HIV Threatens Child Survival

By Thato Chwaane, Mmegi/The Reporter
17/09/2007

Gaborone - Paediatric HIV care is still a major challenge in southern Africa and only a small number of affected children have access to treatment, a senior health official says.

Officially closing the first regional training workshop on paediatric HIV care at Baylor's Children's Clinical Centre of Excellence in Gaborone, Barbara Mudanga, chief health officer at the Ministry of Health, department of HIV/AIDS prevention and care, said that child survival in the region has been seriously affected by the HIV/AIDS epidemic.

She noted that in Botswana, 10 percent of the people on treatment are children under the age of 15.
She said paediatric diagnosis is now widely available and mother to child transmission has been reduced to six percent.

Some of the challenges in paediatric care are lack of special skills and knowledge required to meet the needs of children. Mudanga said the region has a limited number of paediatricians and other personnel skilled in paediatric care.

She added that there is a slow development of paediatric protocols and that the treatment regimen for children is not well developed.

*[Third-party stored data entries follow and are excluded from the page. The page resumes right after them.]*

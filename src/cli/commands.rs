//! Command definitions for the countdown CLI.
//!
//! Uses clap derive macro for argument parsing.

use clap::{Args, Parser, Subcommand};

use crate::types::{CountdownConfig, Hms, RestartPolicy, MAX_TICK_PERIOD_MS, MIN_TICK_PERIOD_MS};

// ============================================================================
// CLI Structure
// ============================================================================

/// Countdown timer for the terminal
#[derive(Parser, Debug)]
#[command(
    name = "countdown",
    version,
    about = "Terminal countdown timer",
    long_about = "A countdown timer with start, pause, resume, restart and reset.\n\
                  Enter hours, minutes and seconds, start the countdown and get \
                  alerted when it reaches zero.",
    propagate_version = true
)]
pub struct Cli {
    /// Subcommand to execute
    #[command(subcommand)]
    pub command: Option<Commands>,

    /// Enable verbose output for debugging
    #[arg(short, long, global = true)]
    pub verbose: bool,
}

// ============================================================================
// Subcommands
// ============================================================================

/// Available subcommands
#[derive(Subcommand, Debug, Clone)]
pub enum Commands {
    /// Open an interactive countdown session
    Run(TimerArgs),

    /// Count down once and exit when the timer completes
    Wait(WaitArgs),

    /// Generate shell completion scripts
    Completions {
        /// Shell type for completion script
        #[arg(value_enum)]
        shell: clap_complete::Shell,
    },
}

// ============================================================================
// Timer Arguments
// ============================================================================

/// Duration and behaviour shared by `run` and `wait`
#[derive(Args, Debug, Clone)]
pub struct TimerArgs {
    /// Duration as SS, MM:SS or HH:MM:SS
    #[arg(
        value_parser = parse_duration,
        conflicts_with_all = ["hours", "minutes", "seconds"]
    )]
    pub duration: Option<Hms>,

    /// Hours (values above 99 are clamped)
    #[arg(long, default_value_t = 0)]
    pub hours: u32,

    /// Minutes (values above 59 are clamped)
    #[arg(short, long, default_value_t = 0)]
    pub minutes: u32,

    /// Seconds (values above 59 are clamped)
    #[arg(short, long, default_value_t = 0)]
    pub seconds: u32,

    /// What restart does after reseeding the remaining time
    #[arg(short, long, value_enum, default_value_t = RestartPolicy::Pause)]
    pub restart_policy: RestartPolicy,

    /// Do not ring the terminal bell on completion
    #[arg(long)]
    pub no_bell: bool,

    /// Tick period in milliseconds
    #[arg(
        long,
        hide = true,
        default_value_t = 1000,
        value_parser = clap::value_parser!(u64).range(MIN_TICK_PERIOD_MS..=MAX_TICK_PERIOD_MS)
    )]
    pub tick_ms: u64,
}

impl Default for TimerArgs {
    fn default() -> Self {
        Self {
            duration: None,
            hours: 0,
            minutes: 0,
            seconds: 0,
            restart_policy: RestartPolicy::Pause,
            no_bell: false,
            tick_ms: 1000,
        }
    }
}

impl TimerArgs {
    /// Returns the requested input duration.
    ///
    /// The positional duration is already validated; the field flags are
    /// clamped into their bounds.
    pub fn input(&self) -> Hms {
        self.duration
            .unwrap_or_else(|| Hms::clamped(self.hours, self.minutes, self.seconds))
    }

    /// Builds the engine configuration from the flags.
    pub fn config(&self) -> CountdownConfig {
        CountdownConfig::default()
            .with_tick_period_ms(self.tick_ms)
            .with_restart_policy(self.restart_policy)
            .with_bell(!self.no_bell)
    }
}

/// Arguments for the wait command
#[derive(Args, Debug, Clone, Default)]
pub struct WaitArgs {
    #[command(flatten)]
    pub timer: TimerArgs,

    /// Print every event as a JSON line
    #[arg(long)]
    pub json: bool,
}

// ============================================================================
// Validation Functions
// ============================================================================

/// Parses a positional duration.
fn parse_duration(s: &str) -> Result<Hms, String> {
    s.parse::<Hms>().map_err(|e| e.to_string())
}

// ============================================================================
// Tests
// ============================================================================
//! Countdown Timer Library
//!
//! This library provides the core functionality for the countdown CLI.
//! It includes:
//! - Type definitions for durations, timer state and configuration
//! - Countdown engine with a single tick task and completion events
//! - Set-timer form for editing and applying a new input
//! - Completion alerts
//! - CLI command parsing, display utilities and the interactive session

pub mod cli;
pub mod engine;
pub mod notify;
pub mod types;

// Re-export commonly used types for convenience
pub use engine::{
    CountdownEngine, EngineError, FormAction, FormOutcome, TimerEvent, TimerForm,
    REPLACE_RUNNING_PROMPT,
};
pub use notify::{
    CompletionNotifier, MockNotifier, NotifyError, TerminalNotifier, COMPLETION_MESSAGE,
};
pub use types::{
    CountdownConfig, Hms, PrimaryLabel, RestartPolicy, RunState, TimeField, TimeParseError,
    TimerState,
};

"Children are continuously in transition of development stages, that is transition from childhood to adolescent which makes treatment more complex," she said.

A participant from Zimbabwe, Professor Rose Kambarami said that the regional training programme was extremely comprehensive and useful. Participants were drawn from seven countries: South Africa, Swaziland, Lesotho, Namibia, Mozambique, Zimbabwe and Botswana.

The five day training of trainers for the clinicians and programme managers addressed issues on clinical management and guidance on setting up comprehensive paediatric HIV care and treatment centres.
UNICEF country representative, Barbara Reynolds, said that in the future they will have turned the epidemic around and Africa would be different.